Pero, una y otra vez, fue capaz de renacer de sus cenizas. Lo hizo con Perón exiliado y proscripto. Repitió cuanto podría considerarse una suerte de hazaña política luego del proceso militar iniciado, a sus expensas, en marzo de 1976. No desapareció tras ser derrotado en las urnas por Raúl Alfonsín y renació con bríos junto a Carlos Menem. Por fin, tras la experiencia kirchnerista, que sólo en parte puede ser considerada como propia, se halla sin unidad y sin jefe, en una de las peores situaciones que ha debido enfrentar desde octubre de 1945.

Suponer que vaya a desaparecer es una expresión de deseos de sus opugnadores más acérrimos; nada más. Podrá la estructura partidaria semejar una cáscara vacía -como el radicalismo, dicho sea de paso- y el Movimiento resultar apenas algo más que un tópico. Sin embargo, no son pocos los peronistas que cabría contar entre las huestes de Sergio Massa, Florencio Randazzo, Cristina Fernández y los feudos provinciales que confiesan abiertamente su carácter justicialista. Claro que el hecho de ser multitudinario -aun en medio de la diáspora que lo aqueja- no significa que el poder se halle al alcance de su mano. Por el contrario, está bien lejos y no parece haber solución posible -al menos en el corto plazo- para resolver o atemperar parcialmente el principal problema que lo tiene a mal traer: su desunión.

La interna que se ha desenvuelto en el último mes -poco más o menos- en el territorio bonaerense y, al mismo tiempo, se ha extendido a toda la geografía nacional de manera directa o indirecta según los casos, es la muestra arquetípica de hasta dónde la grieta de la cual tanto se habla -respecto de dos Argentinas enfrentadas- es también una característica típica del peronismo de nuestros días.

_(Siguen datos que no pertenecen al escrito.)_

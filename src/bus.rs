//! In-process typed pub/sub.
//!
//! A thin wrapper over a tokio broadcast channel. The channel's ring buffer
//! gives exactly the backpressure contract the core needs: every subscriber
//! has a bounded view of the stream, a slow subscriber loses the oldest
//! events (surfaced as `RecvError::Lagged`), and publishers never block.
//! Per subscriber, delivery is serialized in publish order; across
//! subscribers it is concurrent.

use tokio::sync::broadcast;
use tracing::{debug, warn};

use crate::events::Event;

/// Default per-subscriber queue capacity.
pub const DEFAULT_CAPACITY: usize = 256;

#[derive(Debug, Clone)]
pub struct EventBus {
    tx: broadcast::Sender<Event>,
}

impl Default for EventBus {
    fn default() -> Self {
        Self::new(DEFAULT_CAPACITY)
    }
}

impl EventBus {
    pub fn new(capacity: usize) -> Self {
        let (tx, _) = broadcast::channel(capacity);
        Self { tx }
    }

    /// Enqueue an event for all current subscribers. Never blocks.
    pub fn publish(&self, event: Event) {
        let name = event.name();
        match self.tx.send(event) {
            Ok(n) => debug!("published {name} to {n} subscribers"),
            // No subscribers yet; normal during startup and in tests.
            Err(_) => debug!("published {name} with no subscribers"),
        }
    }

    pub fn subscribe(&self) -> broadcast::Receiver<Event> {
        self.tx.subscribe()
    }

    pub fn subscriber_count(&self) -> usize {
        self.tx.receiver_count()
    }
}

/// Receive the next event, logging and skipping over lag gaps.
///
/// Returns `None` once the bus is closed (all senders dropped).
pub async fn next_event(name: &str, rx: &mut broadcast::Receiver<Event>) -> Option<Event> {
    loop {
        match rx.recv().await {
            Ok(event) => return Some(event),
            Err(broadcast::error::RecvError::Lagged(skipped)) => {
                warn!("subscriber {name} lagged, dropped {skipped} events");
            }
            Err(broadcast::error::RecvError::Closed) => return None,
        }
    }
}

Perón y Vandor, Luder y Cafiero, Menem y Duhalde, para poner algunos ejemplos superlativos, disputaron supremacías en distintos momentos de nuestra historia reciente, sin que el odio los rozase. Néstor Kirchner y, después de su muerte, Cristina Fernández, tensaron de tal forma el antagonismo que convirtieron a sus propios compañeros en enemigos. Sólo a fines de los sesenta y los setenta del siglo pasado las facciones justicialistas en pugna conocieron semejante grado de enemistad.

Humberto Roggero -que del tema conoce- suele repetir que el peronismo es como la puerta giratoria de un supermercado: entra el que quiere, y sale cuando se le da la gana. Adentro encuentra de todo. Ramón Puerta, por su lado, ha afirmado en más de una oportunidad, que es peronista el que se dice peronista. Las dos menciones vienen a cuento de que -aun cuando a muchos les disguste- la viuda de Kirchner, Florencio Randazzo, Mario Ishi, Sergio Massa, Miguel Ángel Pichetto y Juan Manuel Urtubey, son -entre muchos otros- todos retoños de un mismo tronco. No significa ello que piensen igual y -ni qué decir tiene- que su estrategia sea común.

Siguen siendo legión, sólo que hay más caciques que indios y eso, a esta altura, resulta una bendición para el gobierno. Si aún no existiese, Mauricio Macri debería crearla a Cristina Fernández, cuya capacidad para sembrar antagonismos de la nada y dividir sin necesidad, es verdaderamente única. Ha sido el mejor jefe de campaña del oficialismo; y no tiene el propósito de quitarle méritos a Jaime Duran Barba sostener que el triunfo de octubre de 2015 fue más obra del capricho de la señora, de ponerlo a Aníbal Fernández como candidato a gobernador de Buenos Aires, que de los planes del gurú ecuatoriano.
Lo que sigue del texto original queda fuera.